Material provided
________________________________________

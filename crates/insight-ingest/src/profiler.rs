//! Default column profiler.
//!
//! Type assignment, first match wins:
//!
//! 1. No non-null value, or a single distinct value -> `CONST`
//! 2. Boolean dtype -> `BOOL`
//! 3. Date/datetime dtype, or text that parses as a date throughout -> `DATE`
//! 4. Numeric dtype -> `NUM`, later demoted to `CORR` when strongly
//!    correlated with an earlier numeric column
//! 5. Text -> `CAT`, or `UNIQUE` when every value is distinct

use chrono::{NaiveDate, NaiveDateTime};
use insight_common::for_each_value;
use insight_model::{ColumnProfile, ColumnProfiler, Scalar, TypeCode, ValueCounts};
use insight_stats::pearsonr;
use polars::prelude::{Column, DataFrame, DataType};
use serde::{Deserialize, Serialize};
use tracing::{debug, info_span};

/// Date layouts recognised in text columns.
const DATE_FORMATS: &[&str] = &["%Y-%m-%d", "%m/%d/%Y"];
const DATETIME_FORMATS: &[&str] = &["%Y-%m-%d %H:%M:%S", "%Y-%m-%dT%H:%M:%S"];

/// Settings for [`DefaultProfiler`].
#[derive(Debug, Clone, Copy, PartialEq, Serialize, Deserialize)]
pub struct ProfilerOptions {
    /// Absolute Pearson r at or above which a numeric column is rejected as
    /// a near-duplicate of an earlier one.
    pub correlation_threshold: f64,
}

impl Default for ProfilerOptions {
    fn default() -> Self {
        Self {
            correlation_threshold: 0.9,
        }
    }
}

impl ProfilerOptions {
    pub fn with_correlation_threshold(mut self, threshold: f64) -> Self {
        self.correlation_threshold = threshold;
        self
    }
}

/// Profiles every column of a frame in column order.
#[derive(Debug, Clone, Default)]
pub struct DefaultProfiler {
    options: ProfilerOptions,
}

impl DefaultProfiler {
    pub fn new(options: ProfilerOptions) -> Self {
        Self { options }
    }
}

impl ColumnProfiler for DefaultProfiler {
    fn profile(&self, df: &DataFrame) -> insight_model::Result<Vec<ColumnProfile>> {
        let span = info_span!("profile", columns = df.width(), rows = df.height());
        let _guard = span.enter();

        let mut profiles = Vec::with_capacity(df.width());
        // Numeric columns that stayed NUM, with their values.
        let mut kept_numeric: Vec<(String, Vec<Option<f64>>)> = Vec::new();

        for column in df.get_columns() {
            let name = column.name().to_string();
            let mut values = Vec::with_capacity(df.height());
            for_each_value(df, &name, |_, value| values.push(Scalar::from_any(value)))?;
            let counts = ValueCounts::from_values(values.iter().flatten().cloned());

            let mut type_code = base_type(column, &counts);
            if type_code == TypeCode::Num {
                let numbers: Vec<Option<f64>> =
                    values.iter().map(|v| v.as_ref().and_then(Scalar::as_f64)).collect();
                if let Some(other) = self.correlated_with(&numbers, &kept_numeric) {
                    debug!(column = %name, correlated_with = %other, "rejected as highly correlated");
                    type_code = TypeCode::Corr;
                } else {
                    kept_numeric.push((name.clone(), numbers));
                }
            }

            debug!(column = %name, type_code = type_code.as_str(), distinct = counts.len(), "profiled column");
            profiles.push(ColumnProfile::from_counts(name, type_code, counts));
        }
        Ok(profiles)
    }
}

impl DefaultProfiler {
    /// Name of the first kept numeric column correlated with `numbers`.
    fn correlated_with<'a>(
        &self,
        numbers: &[Option<f64>],
        kept: &'a [(String, Vec<Option<f64>>)],
    ) -> Option<&'a str> {
        kept.iter().find_map(|(name, other)| {
            let (x, y): (Vec<f64>, Vec<f64>) = numbers
                .iter()
                .zip(other)
                .filter_map(|row| match row {
                    (Some(a), Some(b)) => Some((*a, *b)),
                    _ => None,
                })
                .unzip();
            let r = pearsonr(&x, &y).ok()?.statistic;
            (r.abs() >= self.options.correlation_threshold).then_some(name.as_str())
        })
    }
}

fn base_type(column: &Column, counts: &ValueCounts) -> TypeCode {
    if counts.len() <= 1 {
        return TypeCode::Const;
    }
    match column.dtype() {
        DataType::Boolean => TypeCode::Bool,
        DataType::Date | DataType::Datetime(_, _) => TypeCode::Date,
        DataType::Int8
        | DataType::Int16
        | DataType::Int32
        | DataType::Int64
        | DataType::UInt8
        | DataType::UInt16
        | DataType::UInt32
        | DataType::UInt64
        | DataType::Float32
        | DataType::Float64 => TypeCode::Num,
        DataType::String if all_dates(counts) => TypeCode::Date,
        DataType::String if counts.len() == counts.total() => TypeCode::Unique,
        DataType::String => TypeCode::Cat,
        other => TypeCode::Other(other.to_string()),
    }
}

fn all_dates(counts: &ValueCounts) -> bool {
    counts.values().all(|value| match value {
        Scalar::Text(text) => looks_like_date(text),
        _ => false,
    })
}

/// Returns true when `value` matches one of the recognised date layouts.
pub fn looks_like_date(value: &str) -> bool {
    let trimmed = value.trim();
    DATE_FORMATS
        .iter()
        .any(|fmt| NaiveDate::parse_from_str(trimmed, fmt).is_ok())
        || DATETIME_FORMATS
            .iter()
            .any(|fmt| NaiveDateTime::parse_from_str(trimmed, fmt).is_ok())
}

________________________________________

What you will do
The listing above should be transcribed in full, exactly as written.

Response to this exercise
filename crates/insight-ingest/src/profiler.rs
//! Default column profiler.
//!
//! Type assignment, first match wins:
//!
//! 1. No non-null value, or a single distinct value -> `CONST`
//! 2. Boolean dtype -> `BOOL`
//! 3. Date/datetime dtype, or text that parses as a date throughout -> `DATE`
//! 4. Numeric dtype -> `NUM`, later demoted to `CORR` when strongly
//!    correlated with an earlier numeric column
//! 5. Text -> `CAT`, or `UNIQUE` when every value is distinct

use chrono::{NaiveDate, NaiveDateTime};
use insight_common::for_each_value;
use insight_model::{ColumnProfile, ColumnProfiler, Scalar, TypeCode, ValueCounts};
use insight_stats::pearsonr;
use polars::prelude::{Column, DataFrame, DataType};
use serde::{Deserialize, Serialize};
use tracing::{debug, info_span};

/// Date layouts recognised in text columns.
const DATE_FORMATS: &[&str] = &["%Y-%m-%d", "%m/%d/%Y"];
const DATETIME_FORMATS: &[&str] = &["%Y-%m-%d %H:%M:%S", "%Y-%m-%dT%H:%M:%S"];

/// Settings for [`DefaultProfiler`].
#[derive(Debug, Clone, Copy, PartialEq, Serialize, Deserialize)]
pub struct ProfilerOptions {
    /// Absolute Pearson r at or above which a numeric column is rejected as
    /// a near-duplicate of an earlier one.
    pub correlation_threshold: f64,
}

impl Default for ProfilerOptions {
    fn default() -> Self {
        Self {
            correlation_threshold: 0.9,
        }
    }
}

impl ProfilerOptions {
    pub fn with_correlation_threshold(mut self, threshold: f64) -> Self {
        self.correlation_threshold = threshold;
        self
    }
}

/// Profiles every column of a frame in column order.
#[derive(Debug, Clone, Default)]
pub struct DefaultProfiler {
    options: ProfilerOptions,
}

impl DefaultProfiler {
    pub fn new(options: ProfilerOptions) -> Self {
        Self { options }
    }
}

impl ColumnProfiler for DefaultProfiler {
    fn profile(&self, df: &DataFrame) -> insight_model::Result<Vec<ColumnProfile>> {
        let span = info_span!("profile", columns = df.width(), rows = df.height());
        let _guard = span.enter();

        let mut profiles = Vec::with_capacity(df.width());
        // Numeric columns that stayed NUM, with their values.
        let mut kept_numeric: Vec<(String, Vec<Option<f64>>)> = Vec::new();

        for column in df.get_columns() {
            let name = column.name().to_string();
            let mut values = Vec::with_capacity(df.height());
            for_each_value(df, &name, |_, value| values.push(Scalar::from_any(value)))?;
            let counts = ValueCounts::from_values(values.iter().flatten().cloned());

            let mut type_code = base_type(column, &counts);
            if type_code == TypeCode::Num {
                let numbers: Vec<Option<f64>> =
                    values.iter().map(|v| v.as_ref().and_then(Scalar::as_f64)).collect();
                if let Some(other) = self.correlated_with(&numbers, &kept_numeric) {
                    debug!(column = %name, correlated_with = %other, "rejected as highly correlated");
                    type_code = TypeCode::Corr;
                } else {
                    kept_numeric.push((name.clone(), numbers));
                }
            }

            debug!(column = %name, type_code = type_code.as_str(), distinct = counts.len(), "profiled column");
            profiles.push(ColumnProfile::from_counts(name, type_code, counts));
        }
        Ok(profiles)
    }
}

impl DefaultProfiler {
    /// Name of the first kept numeric column correlated with `numbers`.
    fn correlated_with<'a>(
        &self,
        numbers: &[Option<f64>],
        kept: &'a [(String, Vec<Option<f64>>)],
    ) -> Option<&'a str> {
        kept.iter().find_map(|(name, other)| {
            let (x, y): (Vec<f64>, Vec<f64>) = numbers
                .iter()
                .zip(other)
                .filter_map(|row| match row {
                    (Some(a), Some(b)) => Some((*a, *b)),
                    _ => None,
                })
                .unzip();
            let r = pearsonr(&x, &y).ok()?.statistic;
            (r.abs() >= self.options.correlation_threshold).then_some(name.as_str())
        })
    }
}

fn base_type(column: &Column, counts: &ValueCounts) -> TypeCode {
    if counts.len() <= 1 {
        return TypeCode::Const;
    }
    match column.dtype() {
        DataType::Boolean => TypeCode::Bool,
        DataType::Date | DataType::Datetime(_, _) => TypeCode::Date,
        DataType::Int8
        | DataType::Int16
        | DataType::Int32
        | DataType::Int64
        | DataType::UInt8
        | DataType::UInt16
        | DataType::UInt32
        | DataType::UInt64
        | DataType::Float32
        | DataType::Float64 => TypeCode::Num,
        DataType::String if all_dates(counts) => TypeCode::Date,
        DataType::String if counts.len() == counts.total() => TypeCode::Unique,
        DataType::String => TypeCode::Cat,
        other => TypeCode::Other(other.to_string()),
    }
}

fn all_dates(counts: &ValueCounts) -> bool {
    counts.values().all(|value| match value {
        Scalar::Text(text) => looks_like_date(text),
        _ => false,
    })
}

/// Returns true when `value` matches one of the recognised date layouts.
pub fn looks_like_date(value: &str) -> bool {
    let trimmed = value.trim();
    DATE_FORMATS
        .iter()
        .any(|fmt| NaiveDate::parse_from_str(trimmed, fmt).is_ok())
        || DATETIME_FORMATS
            .iter()
            .any(|fmt| NaiveDateTime::parse_from_str(trimmed, fmt).is_ok())
}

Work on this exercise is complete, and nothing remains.